Set down every entry once more, character for character.

-- Raw data --
# # # # # # #
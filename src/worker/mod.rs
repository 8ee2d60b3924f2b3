//! Worker lifecycle and the cache manager it drives
//!
//! # States
//!
//! | State | Handles | Next |
//! |-------|---------|------|
//! | parsed | - | installing |
//! | installing | install | installed, redundant |
//! | installed | - | activating, redundant |
//! | activating | activate | active, redundant |
//! | active | fetch, push, notificationclick, sync, periodicsync | redundant |
//! | redundant | - | - |
//!
//! Install always skips waiting, so a registration moves a new worker
//! straight from installed to activating. The previous active worker keeps
//! serving fetches until the new one reaches active.

pub mod event;
pub mod manager;
pub mod registry;
pub mod service_worker;
pub mod state;

pub use event::{ClickOutcome, Event, EventKind, EventOutcome};
pub use manager::{
    ActivateReport, CacheManager, FetchOutcome, InstallReport, ManagerSettings,
    NotificationDefaults,
};
pub use registry::{LocalRegistry, Registration, WorkerEnvironment};
pub use service_worker::ServiceWorker;
pub use state::WorkerState;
# # # # # # #
-- Result for this exercise --
filename src/worker/mod.rs
repository 8ee2d60b3924f2b3
//! Worker lifecycle and the cache manager it drives
//!
//! # States
//!
//! | State | Handles | Next |
//! |-------|---------|------|
//! | parsed | - | installing |
//! | installing | install | installed, redundant |
//! | installed | - | activating, redundant |
//! | activating | activate | active, redundant |
//! | active | fetch, push, notificationclick, sync, periodicsync | redundant |
//! | redundant | - | - |
//!
//! Install always skips waiting, so a registration moves a new worker
//! straight from installed to activating. The previous active worker keeps
//! serving fetches until the new one reaches active.

pub mod event;
pub mod manager;
pub mod registry;
pub mod service_worker;
pub mod state;

pub use event::{ClickOutcome, Event, EventKind, EventOutcome};
pub use manager::{
    ActivateReport, CacheManager, FetchOutcome, InstallReport, ManagerSettings,
    NotificationDefaults,
};
pub use registry::{LocalRegistry, Registration, WorkerEnvironment};
pub use service_worker::ServiceWorker;
pub use state::WorkerState;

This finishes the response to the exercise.